Machine learning methods are developed, including methods for the analysis of big data. In particular, methods for classification of users of online resources are proposed.
Methods for solving machine learning problems are being developed using SAT-solvers and CSP-solvers, as well as swarm intelligence techniques. Theoretical study of evolutionary algorithms is being performed, including time analysis of evolutionary algorithms adjusted with reinforcement learning.
ADAPTIVE SELECTION OF EXTRA OBJECTIVES USING REINFORCEMENT LEARNING
Single-objective optimization can be enhanced by adding auxiliary objectives, but how should we choose the most efficient ones, and when should we use the particular objective? A method designed to solve these issues was proposed in our laboratory [1-3]. The method is called EA+RL, which stands for an evolutionary algorithm (EA) controlled with reinforcement learning (RL).

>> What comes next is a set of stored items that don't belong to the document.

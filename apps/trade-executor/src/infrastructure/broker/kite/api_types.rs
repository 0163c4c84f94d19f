//! Kite Connect request and response types.
//!
//! Every response is wrapped in a `{status, data, message, error_type}`
//! envelope. Requests are form-encoded; GTT `condition` and `orders` are
//! JSON documents carried inside form fields.

use rust_decimal::Decimal;
use rust_decimal::prelude::ToPrimitive;
use serde::{Deserialize, Serialize};

use crate::application::ports::{BrokerOrderStatus, OrderStatusReport};
use crate::domain::protection::{ContingentLeg, ContingentOrder};
use crate::domain::shared::BrokerOrderId;

// ============================================================================
// Envelope
// ============================================================================

/// Response envelope.
#[derive(Debug, Clone, Deserialize)]
pub struct KiteEnvelope<T> {
    /// `success` or `error`.
    pub status: String,
    /// Payload on success.
    pub data: Option<T>,
    /// Error message.
    #[serde(default)]
    pub message: Option<String>,
    /// Exception class on error.
    #[serde(default)]
    pub error_type: Option<String>,
}

// ============================================================================
// Orders
// ============================================================================

/// Payload of `POST /orders/regular`.
#[derive(Debug, Clone, Deserialize)]
pub struct OrderIdData {
    /// Broker order id.
    pub order_id: String,
}

/// One entry of `GET /orders/{id}` (the order's history, oldest first).
#[derive(Debug, Clone, Deserialize)]
pub struct KiteOrderHistoryEntry {
    /// Broker order id.
    pub order_id: String,
    /// Raw status, e.g. `OPEN`, `COMPLETE`, `TRIGGER PENDING`.
    pub status: String,
    /// Average fill price; 0 until something fills.
    #[serde(default)]
    pub average_price: Option<Decimal>,
    /// Filled quantity.
    #[serde(default)]
    pub filled_quantity: Option<u64>,
    /// Rejection or cancellation detail.
    #[serde(default)]
    pub status_message: Option<String>,
}

impl KiteOrderHistoryEntry {
    /// Convert to the port's status report.
    pub fn to_status_report(&self) -> OrderStatusReport {
        OrderStatusReport {
            order_id: BrokerOrderId::new(self.order_id.clone()),
            status: BrokerOrderStatus::from_broker(&self.status),
            average_price: self.average_price.filter(|p| *p > Decimal::ZERO),
            filled_quantity: self.filled_quantity.unwrap_or(0),
            status_message: self.status_message.clone(),
        }
    }
}

/// Form fields for a market buy.
#[derive(Debug, Clone, Serialize)]
pub struct KiteMarketOrderForm {
    /// Symbol.
    pub tradingsymbol: String,
    /// Exchange.
    pub exchange: String,
    /// `BUY`.
    pub transaction_type: &'static str,
    /// `MARKET`.
    pub order_type: &'static str,
    /// Shares.
    pub quantity: u64,
    /// Product type, e.g. `CNC`.
    pub product: String,
    /// `DAY`.
    pub validity: &'static str,
    /// Short alphanumeric tag for reconciliation.
    pub tag: String,
}

// ============================================================================
// GTT
// ============================================================================

/// Form fields for `POST /gtt/triggers`.
#[derive(Debug, Clone, Serialize)]
pub struct KiteGttForm {
    /// `two-leg`.
    #[serde(rename = "type")]
    pub trigger_type: &'static str,
    /// JSON-encoded [`GttCondition`].
    pub condition: String,
    /// JSON-encoded list of [`GttOrder`].
    pub orders: String,
}

/// Trigger condition of a GTT.
#[derive(Debug, Clone, Serialize)]
pub struct GttCondition {
    /// Exchange.
    pub exchange: String,
    /// Symbol.
    pub tradingsymbol: String,
    /// `[stop_loss, target]`.
    pub trigger_values: Vec<f64>,
    /// Reference price the triggers are evaluated against.
    pub last_price: f64,
}

/// One leg order of a GTT.
#[derive(Debug, Clone, Serialize)]
pub struct GttOrder {
    /// Exchange.
    pub exchange: String,
    /// Symbol.
    pub tradingsymbol: String,
    /// `SELL` for long exits.
    pub transaction_type: String,
    /// Shares.
    pub quantity: u64,
    /// `LIMIT`.
    pub order_type: &'static str,
    /// Product type.
    pub product: String,
    /// Limit price.
    pub price: f64,
}

/// Payload of `POST /gtt/triggers`.
#[derive(Debug, Clone, Deserialize)]
pub struct GttTriggerData {
    /// Trigger id.
    pub trigger_id: u64,
}

fn wire_price(value: Decimal) -> f64 {
    value.to_f64().unwrap_or_default()
}

impl KiteGttForm {
    /// Encode a contingent order as a two-leg GTT.
    pub fn two_leg(
        order: &ContingentOrder,
        exchange: &str,
        product: &str,
    ) -> Result<Self, serde_json::Error> {
        let condition = GttCondition {
            exchange: exchange.to_string(),
            tradingsymbol: order.symbol.as_str().to_string(),
            trigger_values: order.trigger_values().into_iter().map(wire_price).collect(),
            last_price: wire_price(order.reference_price),
        };

        let leg_order = |leg: &ContingentLeg| GttOrder {
            exchange: exchange.to_string(),
            tradingsymbol: order.symbol.as_str().to_string(),
            transaction_type: leg.side.as_str().to_string(),
            quantity: leg.quantity,
            order_type: "LIMIT",
            product: product.to_string(),
            price: wire_price(leg.limit_price),
        };
        let orders: Vec<GttOrder> = order.legs().into_iter().map(leg_order).collect();

        Ok(Self {
            trigger_type: "two-leg",
            condition: serde_json::to_string(&condition)?,
            orders: serde_json::to_string(&orders)?,
        })
    }
}

// ============================================================================
// Margins
// ============================================================================

/// Payload of `GET /user/margins`.
#[derive(Debug, Clone, Deserialize)]
pub struct KiteMargins {
    /// Equity segment.
    #[serde(default)]
    pub equity: Option<KiteSegmentMargin>,
}

/// Margins of one segment.
#[derive(Debug, Clone, Deserialize)]
pub struct KiteSegmentMargin {
    /// Net cash available.
    pub net: Decimal,
}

There are several techniques that involve using some additional objectives in order to enhance performance of EAs. In multiobjectivization technique  all the objectives are optimized simultaneously by some multiobjective algorithms (MOEAs). In this technique the objectives should be specially developed in order to increase the optimization performance. It was shown that adding an inefficient objective leads MOEAs to fail on the considered model problems .
Helper-objective approach also involves using MOEAs, but it requires a strategy of choosing the auxiliary objective to be optimized at the current population . The strategy can be either random, or ad-hoc . The random one is general, but it does not take advantage of problem characteristics. At the same time, ad-hoc strategies can be efficient, but they lack generality.
The EA+RL method incorporates auxiliary objectives into a single-objective EA. It requires less computational effort than MOEA-based methods, which makes it more applicable to resource-consuming problems. The selection strategy used in EA+RL is problem independent and it allows to learn some features of the problem as well, thus the method seems to increase both efficiency and generality of the helper-objective approach.